■ **Task goal**
Check each line of the data below for the word "started", then extract the ones that have it.

Segment Open

use crate::common::coerce::is_missing_cell;
use crate::common::error::Result;
use crate::common::types::TabularOutput;
use std::fs::{self, File};
use std::io::Write;
use std::path::Path;
use tracing::debug;

const UTF8_BOM: &[u8] = b"\xEF\xBB\xBF";

/// Text encoding of a written table
#[derive(Debug, Clone, Copy, PartialEq, Eq)]
pub enum Encoding {
    Utf8,
    /// UTF-8 with a byte-order mark so spreadsheet tools pick up Arabic and
    /// accented French correctly
    Utf8Bom,
}

/// Row and missing-cell counts of a table read back from disk
#[derive(Debug, Clone, Copy, PartialEq, Eq)]
pub struct TableStats {
    pub rows: usize,
    pub missing_values: u64,
}

/// Write a table as comma-separated text: one header row, no index column.
///
/// The parent directory is created if needed.
pub fn write_csv<T>(path: &Path, table: &T, encoding: Encoding) -> Result<usize>
where
    T: TabularOutput + ?Sized,
{
    if let Some(parent) = path.parent() {
        fs::create_dir_all(parent)?;
    }

    let mut file = File::create(path)?;
    if encoding == Encoding::Utf8Bom {
        file.write_all(UTF8_BOM)?;
    }

    let rows = table.rows();
    let mut writer = csv::Writer::from_writer(file);
    writer.write_record(table.header())?;
    for row in &rows {
        writer.write_record(row)?;
    }
    writer.flush()?;

    debug!("Wrote {} rows to {}", rows.len(), path.display());
    Ok(rows.len())
}

/// Read a written table back and count its data rows and missing cells.
///
/// Short rows count their absent trailing cells as missing.
pub fn inspect_csv(path: &Path) -> Result<TableStats> {
    let bytes = fs::read(path)?;
    let content = bytes.strip_prefix(UTF8_BOM).unwrap_or(&bytes);

    let mut reader = csv::ReaderBuilder::new()
        .has_headers(true)
        .flexible(true)
        .from_reader(content);
    let width = reader.headers()?.len();

    let mut rows = 0;
    let mut missing_values = 0u64;
    for record in reader.records() {
        let record = record?;
        rows += 1;
        missing_values += record.iter().filter(|cell| is_missing_cell(cell)).count() as u64;
        missing_values += width.saturating_sub(record.len()) as u64;
    }

    Ok(TableStats {
        rows,
        missing_values,
    })
}

#[cfg(test)]
mod tests {
    use super::*;
    use tempfile::tempdir;

    struct Fixed(Vec<Vec<String>>);

    impl TabularOutput for Fixed {
        fn header(&self) -> Vec<String> {
            vec!["label".into(), "value".into()]
        }

        fn rows(&self) -> Vec<Vec<String>> {
            self.0.clone()
        }
    }

    fn row(a: &str, b: &str) -> Vec<String> {
        vec![a.to_string(), b.to_string()]
    }

    #[test]
    fn test_write_with_bom_and_read_back() {
        let dir = tempdir().unwrap();
        let path = dir.path().join("nested").join("out.csv");
        let table = Fixed(vec![row("وزارة المالية", "12.5"), row("Santé", "")]);

        let written = write_csv(&path, &table, Encoding::Utf8Bom).unwrap();
        assert_eq!(written, 2);

        let bytes = fs::read(&path).unwrap();
        assert!(bytes.starts_with(UTF8_BOM));

        let stats = inspect_csv(&path).unwrap();
        assert_eq!(stats, TableStats { rows: 2, missing_values: 1 });
    }

    #[test]
    fn test_inspect_counts_na_tokens_and_short_rows() {
        let dir = tempdir().unwrap();
        let path = dir.path().join("t.csv");
        fs::write(&path, "a,b,c\n1,NaN,3\n4\n").unwrap();

        let stats = inspect_csv(&path).unwrap();
        assert_eq!(stats.rows, 2);
        assert_eq!(stats.missing_values, 3);
    }

    #[test]
    fn test_header_only_file_has_no_rows() {
        let dir = tempdir().unwrap();
        let path = dir.path().join("empty.csv");
        write_csv(&path, &Fixed(vec![]), Encoding::Utf8).unwrap();

        let stats = inspect_csv(&path).unwrap();
        assert_eq!(stats.rows, 0);
        assert_eq!(stats.missing_values, 0);
    }
}
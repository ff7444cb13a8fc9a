use crate::apis::create_source;
use crate::app::ports::HttpClientPort;
use crate::common::config::Config;
use crate::common::constants::REPORT_FILE;
use crate::common::error::Result;
use crate::common::types::{scrape_timestamp, DataSource};
use crate::observability::{metrics, Reporter};
use crate::storage::inspect_csv;
use serde::ser::SerializeMap;
use serde::{Serialize, Serializer};
use std::fmt;
use std::fs;
use std::path::{Path, PathBuf};
use std::sync::Arc;
use std::time::{Instant, SystemTime};
use tracing::{debug, error, info, warn, Instrument};

/// Final outcome of one source in a run
#[derive(Debug, Clone, Copy, PartialEq, Eq, Serialize)]
pub enum RunStatus {
    #[serde(rename = "OK")]
    Ok,
    #[serde(rename = "FAIL")]
    Fail,
}

/// Lifecycle of a source within one run: `Pending → Running → Done`.
#[derive(Debug, Clone, Copy, PartialEq, Eq)]
pub enum SourceState {
    Pending,
    Running,
    Done(RunStatus),
}

impl fmt::Display for SourceState {
    fn fmt(&self, f: &mut fmt::Formatter<'_>) -> fmt::Result {
        match self {
            SourceState::Pending => write!(f, "PENDING"),
            SourceState::Running => write!(f, "RUNNING"),
            SourceState::Done(RunStatus::Ok) => write!(f, "OK"),
            SourceState::Done(RunStatus::Fail) => write!(f, "FAIL"),
        }
    }
}

/// Report entry for one source
#[derive(Debug, Clone, PartialEq, Eq, Serialize)]
pub struct SourceReport {
    pub status: RunStatus,
    pub rows: usize,
    pub missing_values: Option<u64>,
    pub scraped_at: String,
}

impl SourceReport {
    fn ok(rows: usize, missing_values: u64) -> Self {
        Self {
            status: RunStatus::Ok,
            rows,
            missing_values: Some(missing_values),
            scraped_at: scrape_timestamp(),
        }
    }

    fn fail() -> Self {
        Self {
            status: RunStatus::Fail,
            rows: 0,
            missing_values: None,
            scraped_at: scrape_timestamp(),
        }
    }
}

/// Aggregate report of one run, keyed by source name in run order.
#[derive(Debug, Clone, Default)]
pub struct RunReport {
    entries: Vec<(String, SourceReport)>,
}

impl RunReport {
    pub fn get(&self, source: &str) -> Option<&SourceReport> {
        self.entries
            .iter()
            .find(|(name, _)| name == source)
            .map(|(_, r)| r)
    }

    pub fn len(&self) -> usize {
        self.entries.len()
    }

    pub fn is_empty(&self) -> bool {
        self.entries.is_empty()
    }

    pub fn iter(&self) -> impl Iterator<Item = (&str, &SourceReport)> {
        self.entries.iter().map(|(n, r)| (n.as_str(), r))
    }

    fn insert(&mut self, source: &str, report: SourceReport) {
        self.entries.retain(|(name, _)| name != source);
        self.entries.push((source.to_string(), report));
    }

    /// Write as 4-space indented JSON
    pub fn write_to(&self, path: &Path) -> Result<()> {
        let mut buf = Vec::new();
        let formatter = serde_json::ser::PrettyFormatter::with_indent(b"    ");
        let mut ser = serde_json::Serializer::with_formatter(&mut buf, formatter);
        self.serialize(&mut ser)?;
        fs::write(path, buf)?;
        Ok(())
    }
}

impl Serialize for RunReport {
    fn serialize<S: Serializer>(&self, serializer: S) -> std::result::Result<S::Ok, S::Error> {
        let mut map = serializer.serialize_map(Some(self.entries.len()))?;
        for (name, report) in &self.entries {
            map.serialize_entry(name, report)?;
        }
        map.end()
    }
}

/// Modification time and size of an output file, used to tell a file
/// written during this run from one left over by an earlier run.
#[derive(Debug, Clone, Copy, PartialEq, Eq)]
struct FileStamp {
    modified: Option<SystemTime>,
    len: u64,
}

impl FileStamp {
    fn of(path: &Path) -> Option<Self> {
        let meta = fs::metadata(path).ok()?;
        Some(Self {
            modified: meta.modified().ok(),
            len: meta.len(),
        })
    }
}

/// Runs every configured source in turn and reports on their output files.
pub struct Pipeline {
    output_dir: PathBuf,
    sources: Vec<Box<dyn DataSource>>,
}

impl Pipeline {
    pub fn new(output_dir: impl Into<PathBuf>) -> Self {
        Self {
            output_dir: output_dir.into(),
            sources: Vec::new(),
        }
    }

    pub fn with_source(mut self, source: Box<dyn DataSource>) -> Self {
        self.sources.push(source);
        self
    }

    /// Build a pipeline from source names; unknown names are skipped.
    pub fn from_config(
        config: &Config,
        source_names: &[String],
        http: Arc<dyn HttpClientPort>,
        reporter: Arc<dyn Reporter>,
    ) -> Self {
        let mut pipeline = Self::new(config.output_dir.clone());
        for name in source_names {
            match create_source(name, config, http.clone(), reporter.clone()) {
                Some(source) => pipeline = pipeline.with_source(source),
                None => warn!("Unknown source specified: {}", name),
            }
        }
        pipeline
    }

    pub fn report_path(&self) -> PathBuf {
        self.output_dir.join(REPORT_FILE)
    }

    /// Run all sources sequentially, then write the report. A failing
    /// source is recorded as FAIL and never stops the others.
    pub async fn run(&self) -> Result<RunReport> {
        fs::create_dir_all(&self.output_dir)?;

        let mut states: Vec<SourceState> = vec![SourceState::Pending; self.sources.len()];
        let mut report = RunReport::default();

        for (i, source) in self.sources.iter().enumerate() {
            let name = source.source_name();
            let span = tracing::info_span!("source", name = %name);

            states[i] = SourceState::Running;
            debug!(source = %name, state = %states[i], "state change");

            let entry = self.run_source(source.as_ref()).instrument(span).await;

            states[i] = SourceState::Done(entry.status);
            debug!(source = %name, state = %states[i], "state change");
            report.insert(name, entry);
        }

        let report_path = self.report_path();
        report.write_to(&report_path)?;
        info!("{} written: {}", REPORT_FILE, report_path.display());

        Ok(report)
    }

    async fn run_source(&self, source: &dyn DataSource) -> SourceReport {
        let name = source.source_name();
        info!("Starting collection for {}", name);
        let started = Instant::now();
        let output = self.output_dir.join(source.output_file());
        let before = FileStamp::of(&output);

        let entry = match source.run(&self.output_dir).await {
            Ok(()) => self.inspect_output(source, &output, before),
            Err(e) => {
                error!("Collection failed for {}: {}", name, e);
                SourceReport::fail()
            }
        };

        metrics::pipeline::source_duration(name.to_string(), started.elapsed().as_secs_f64());
        metrics::pipeline::source_run(
            name.to_string(),
            match entry.status {
                RunStatus::Ok => "ok",
                RunStatus::Fail => "fail",
            },
        );
        if entry.status == RunStatus::Ok {
            metrics::pipeline::source_rows(name.to_string(), entry.rows);
        }
        entry
    }

    fn inspect_output(
        &self,
        source: &dyn DataSource,
        path: &Path,
        before: Option<FileStamp>,
    ) -> SourceReport {
        let Some(after) = FileStamp::of(path) else {
            warn!("No output file for {} at {}", source.source_name(), path.display());
            return SourceReport::fail();
        };
        if before == Some(after) {
            warn!(
                "{} left {} untouched; ignoring output from an earlier run",
                source.source_name(),
                path.display()
            );
            return SourceReport::fail();
        }

        match inspect_csv(path) {
            Ok(stats) => {
                info!(
                    "{}: {} rows, {} missing values",
                    source.source_name(),
                    stats.rows,
                    stats.missing_values
                );
                SourceReport::ok(stats.rows, stats.missing_values)
            }
            Err(e) => {
                error!("Could not read back {}: {}", path.display(), e);
                SourceReport::fail()
            }
        }
    }
}
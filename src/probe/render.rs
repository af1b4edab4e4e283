use std::time::{Duration, Instant};

use anyhow::{Context, Result};
use reqwest::header::{HeaderMap, HeaderValue, ACCEPT_LANGUAGE};
use spider_client::shapes::request::{ReturnFormat, ReturnFormatHandling};
use spider_client::{RequestParams, Spider};
use tracing::debug;

use crate::settings::RenderSettings;

/// Turns a URL into the HTML of the rendered page.
pub trait Renderer {
    fn render(&self, url: &str, timeout: Duration) -> Result<String>;
}

/// Plain HTTP GET; enough for pages that ship their markup server-side.
pub struct HttpRenderer {
    client: reqwest::blocking::Client,
}

impl HttpRenderer {
    pub fn new(settings: &RenderSettings) -> Result<Self> {
        let mut headers = HeaderMap::new();
        headers.insert(
            ACCEPT_LANGUAGE,
            HeaderValue::from_str(&settings.accept_language)
                .context("Invalid accept_language header")?,
        );
        let client = reqwest::blocking::Client::builder()
            .user_agent(settings.user_agent.clone())
            .default_headers(headers)
            .build()
            .context("Failed to build HTTP client")?;
        Ok(HttpRenderer { client })
    }
}

impl Renderer for HttpRenderer {
    fn render(&self, url: &str, timeout: Duration) -> Result<String> {
        let start = Instant::now();
        let body = self
            .client
            .get(url)
            .timeout(timeout)
            .send()?
            .error_for_status()?
            .text()?;
        debug!("Fetched {} ({} bytes) in {}ms", url, body.len(), start.elapsed().as_millis());
        Ok(body)
    }
}

/// Renders client-side pages through spider.cloud and returns the raw HTML.
///
/// spider-client is async; a current-thread runtime keeps each render a
/// blocking call so the pipeline stays sequential.
pub struct SpiderRenderer {
    spider: Spider,
    runtime: tokio::runtime::Runtime,
}

impl SpiderRenderer {
    pub fn from_env() -> Result<Self> {
        let api_key = std::env::var("SPIDER_API_KEY")
            .map_err(|_| anyhow::anyhow!("SPIDER_API_KEY environment variable must be set"))?;
        let spider = Spider::new(Some(api_key))
            .map_err(|e| anyhow::anyhow!("Failed to create Spider client: {}", e))?;
        let runtime = tokio::runtime::Builder::new_current_thread()
            .enable_all()
            .build()
            .context("Failed to start runtime for spider client")?;
        Ok(SpiderRenderer { spider, runtime })
    }
}

impl Renderer for SpiderRenderer {
    fn render(&self, url: &str, timeout: Duration) -> Result<String> {
        let params = RequestParams {
            return_format: Some(ReturnFormatHandling::Single(ReturnFormat::Raw)),
            ..Default::default()
        };

        let start = Instant::now();
        let response = self
            .runtime
            .block_on(async {
                tokio::time::timeout(
                    timeout,
                    self.spider.scrape_url(url, Some(params), "application/json"),
                )
                .await
            })
            .map_err(|_| anyhow::anyhow!("Spider render timed out after {:?}", timeout))?
            .map_err(|e| anyhow::anyhow!("Spider scrape failed: {}", e))?;
        debug!("Rendered {} via spider in {}ms", url, start.elapsed().as_millis());

        extract_content(response)
    }
}

/// Pull `content` out of spider's `[{"content": ..., "status": ...}]` reply.
fn extract_content(response: serde_json::Value) -> Result<String> {
    let parsed: serde_json::Value = match response.as_str() {
        Some(s) => serde_json::from_str(s).unwrap_or(response.clone()),
        None => response,
    };

    let first = parsed.as_array().and_then(|arr| arr.first());

    if let Some(status) = first.and_then(|obj| obj.get("status")).and_then(|s| s.as_i64()) {
        if !(200..300).contains(&status) {
            anyhow::bail!("Spider returned status {}", status);
        }
    }

    first
        .and_then(|obj| obj.get("content"))
        .and_then(|c| c.as_str())
        .map(str::to_string)
        .ok_or_else(|| anyhow::anyhow!("No content in spider response"))
}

Segment Closed

■ **Answer**
        let started = Instant::now();
        metrics::pipeline::source_duration(name.to_string(), started.elapsed().as_secs_f64());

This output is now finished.